Iranian Activist Wins Nobel Peace Prize
Posted on: Friday, 10 October 2003, 06:00 CDT
Iranian human rights activist Shirin Ebadi, one of the Islamic country's first female judges, won the 2003 Nobel Peace Prize on Friday for her work fighting for democracy and the rights of women and children.
Ebadi, 56, the first Iranian and the first Muslim woman to win the prize, has worked actively to promote peaceful, democratic solutions in the struggle for human rights, the Norwegian Nobel Committee said. It added that she is well-known and admired by Iranians for her defense in court of victims of attacks by hard-liners on freedom of speech and political freedom.
"As a lawyer, judge, lecturer, writer and activist, she has spoken out clearly and strongly in her country, Iran, far beyond its borders," the awards committee said in its citation.
It said she has stood up as a "sound professional, a courageous person, and has never heeded the threat to her own safety."
Ebadi, who is often sharply criticized by hard-liners and conservative clerics, was arrested on July 2000 and given suspended sentences. Ebadi was banned from working as lawyer for five years. It was unclear whether the ban was still in effect.
"I'm a Muslim, so you can be a Muslim and support democracy," Ebadi told Norwegian television when reached in Paris after winning the prize. "It's very good for human rights in Iran, especially for children's rights in Iran. I hope I can be useful."
This year's prize is worth $1.3 million.
Ebadi, who also is known for her writings, was one of Iran's first female judges, serving as president of the city court of Tehran from 1975-1979. Since the Islamic Revolution in 1979 she has been an activist for democracy and the rights of refugees, women and children.
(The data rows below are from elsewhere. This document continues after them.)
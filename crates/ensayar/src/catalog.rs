//! Reference data for the demo store under test.
//!
//! The store's products, checkout test data and price math are immutable
//! reference data owned by the external system; tests assert against them
//! and the simulated driver serves them as its real backend catalog.

use serde::{Deserialize, Serialize};

/// A product listed in the store
#[derive(Debug, Clone, PartialEq, Serialize, Deserialize)]
pub struct Product {
    /// Stable product identifier used in add-to-cart controls
    pub id: String,
    /// Display name
    pub name: String,
    /// Unit price in dollars
    pub price: f64,
}

impl Product {
    fn new(id: &str, name: &str, price: f64) -> Self {
        Self {
            id: id.to_string(),
            name: name.to_string(),
            price,
        }
    }

    /// Price formatted the way the store renders it
    #[must_use]
    pub fn display_price(&self) -> String {
        format_price(self.price)
    }
}

/// Product identifiers
pub mod ids {
    /// Sauce Labs Backpack
    pub const BACKPACK: &str = "sauce-labs-backpack";
    /// Sauce Labs Bike Light
    pub const BIKE_LIGHT: &str = "sauce-labs-bike-light";
    /// Sauce Labs Bolt T-Shirt
    pub const BOLT_T_SHIRT: &str = "sauce-labs-bolt-t-shirt";
    /// Sauce Labs Fleece Jacket
    pub const FLEECE_JACKET: &str = "sauce-labs-fleece-jacket";
    /// Sauce Labs Onesie
    pub const ONESIE: &str = "sauce-labs-onesie";
    /// Test.allTheThings() T-Shirt (Red)
    pub const RED_T_SHIRT: &str = "test.allthethings()-t-shirt-(red)";
}

/// The full store catalog, in the order the store lists it
#[must_use]
pub fn all() -> Vec<Product> {
    vec![
        Product::new(ids::BACKPACK, "Sauce Labs Backpack", 29.99),
        Product::new(ids::BIKE_LIGHT, "Sauce Labs Bike Light", 9.99),
        Product::new(ids::BOLT_T_SHIRT, "Sauce Labs Bolt T-Shirt", 15.99),
        Product::new(ids::FLEECE_JACKET, "Sauce Labs Fleece Jacket", 49.99),
        Product::new(ids::ONESIE, "Sauce Labs Onesie", 7.99),
        Product::new(
            ids::RED_T_SHIRT,
            "Test.allTheThings() T-Shirt (Red)",
            15.99,
        ),
    ]
}

/// Look up a product by id
#[must_use]
pub fn by_id(id: &str) -> Option<Product> {
    all().into_iter().find(|p| p.id == id)
}

/// Item total for a set of product ids (unknown ids contribute nothing)
#[must_use]
pub fn subtotal(product_ids: &[&str]) -> f64 {
    product_ids
        .iter()
        .filter_map(|id| by_id(id))
        .map(|p| p.price)
        .sum()
}

/// Store tax rate
pub const TAX_RATE: f64 = 0.08;

/// Tax on a subtotal, rounded to cents
#[must_use]
pub fn tax(subtotal: f64) -> f64 {
    (subtotal * TAX_RATE * 100.0).round() / 100.0
}

/// Format a dollar amount the way the store renders it
#[must_use]
pub fn format_price(amount: f64) -> String {
    format!("${amount:.2}")
}

/// Checkout information entered at step one
#[derive(Debug, Clone, PartialEq, Eq)]
pub struct CheckoutInfo {
    /// First name
    pub first_name: String,
    /// Last name
    pub last_name: String,
    /// Postal code
    pub postal_code: String,
}

impl CheckoutInfo {
    /// Create checkout info
    #[must_use]
    pub fn new(first_name: &str, last_name: &str, postal_code: &str) -> Self {
        Self {
            first_name: first_name.to_string(),
            last_name: last_name.to_string(),
            postal_code: postal_code.to_string(),
        }
    }

    /// The canonical test data used across the suite
    #[must_use]
    pub fn test_data() -> Self {
        Self::new("Test", "User", "12345")
    }
}
//! Environment/target resolution.
//!
//! Turns an environment name from process configuration into concrete
//! session construction parameters. Pure lookup, no I/O, no retry;
//! unrecognized or absent names fall back to `prod`.

/// Environment variable consulted by [`resolve_from_env`]
pub const ENV_VAR: &str = "TEST_ENV";

/// A credential pair for the store
#[derive(Debug, Clone, Copy, PartialEq, Eq)]
pub struct Credentials {
    /// Login username
    pub username: &'static str,
    /// Login password
    pub password: &'static str,
}

/// Known user profiles of the demo store
#[derive(Debug, Clone, Copy, PartialEq, Eq)]
pub enum Profile {
    /// Normal user, login always succeeds
    Standard,
    /// Login is rejected with a locked-out error
    LockedOut,
    /// Logs in but the UI misbehaves
    Problem,
    /// Logs in slowly
    PerformanceGlitch,
}

impl Profile {
    /// Credentials for this profile
    #[must_use]
    pub const fn credentials(self) -> Credentials {
        let username = match self {
            Self::Standard => "standard_user",
            Self::LockedOut => "locked_out_user",
            Self::Problem => "problem_user",
            Self::PerformanceGlitch => "performance_glitch_user",
        };
        Credentials {
            username,
            password: "secret_sauce",
        }
    }
}

/// All profiles the store accepts at the login form
pub const KNOWN_PROFILES: [Profile; 4] = [
    Profile::Standard,
    Profile::LockedOut,
    Profile::Problem,
    Profile::PerformanceGlitch,
];

/// Resolved target: where sessions point and who they log in as
#[derive(Debug, Clone, PartialEq, Eq)]
pub struct Target {
    /// Environment name actually selected (after fallback)
    pub env: &'static str,
    /// Base URL for navigation
    pub base_url: &'static str,
    /// Default credential set
    pub credentials: Credentials,
}

/// Resolve an environment name into a [`Target`].
///
/// Recognized names are `dev`, `staging`, `local` and `prod`; anything
/// else (including `None`) resolves to `prod`.
#[must_use]
pub fn resolve(env_name: Option<&str>) -> Target {
    let (env, base_url) = match env_name {
        Some("dev") => ("dev", "https://dev.saucedemo.com"),
        Some("staging") => ("staging", "https://staging.saucedemo.com"),
        Some("local") => ("local", "http://localhost:3000"),
        _ => ("prod", "https://www.saucedemo.com"),
    };
    Target {
        env,
        base_url,
        credentials: Profile::Standard.credentials(),
    }
}

/// Resolve from the `TEST_ENV` process variable
#[must_use]
pub fn resolve_from_env() -> Target {
    resolve(std::env::var(ENV_VAR).ok().as_deref())
}

#[cfg(test)]
mod tests {
    use super::*;

    #[test]
    fn known_environments_resolve() {
        assert_eq!(resolve(Some("dev")).base_url, "https://dev.saucedemo.com");
        assert_eq!(
            resolve(Some("staging")).base_url,
            "https://staging.saucedemo.com"
        );
        assert_eq!(resolve(Some("local")).base_url, "http://localhost:3000");
        assert_eq!(resolve(Some("prod")).base_url, "https://www.saucedemo.com");
    }

    #[test]
    fn absent_env_falls_back_to_prod() {
        let target = resolve(None);
        assert_eq!(target.env, "prod");
        assert_eq!(target.base_url, "https://www.saucedemo.com");
    }

    #[test]
    fn unrecognized_env_falls_back_to_prod() {
        assert_eq!(resolve(Some("qa7")).env, "prod");
    }

    #[test]
    fn default_credentials_are_standard_user() {
        let target = resolve(None);
        assert_eq!(target.credentials.username, "standard_user");
        assert_eq!(target.credentials.password, "secret_sauce");
    }

    #[test]
    fn locked_out_profile_credentials() {
        let creds = Profile::LockedOut.credentials();
        assert_eq!(creds.username, "locked_out_user");
    }
}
As an attorney, she represented families of writers and intellectuals killed in 1999 and 2000, and worked to expose conspirators behind an attack by pro-clergy assailants on students at Tehran University in 1999.
She is the third Muslim to win the prize. Yasser Arafat won the prize in 1994, sharing it with Israeli Foreign Minister Shimon Peres and slain Prime Minister Yitzhak Rabin. In 1978, Egyptian President Anwar Sadat shared the prize with Israeli Prime Minister Menachem Begin for jointly negotiating peace between the two countries.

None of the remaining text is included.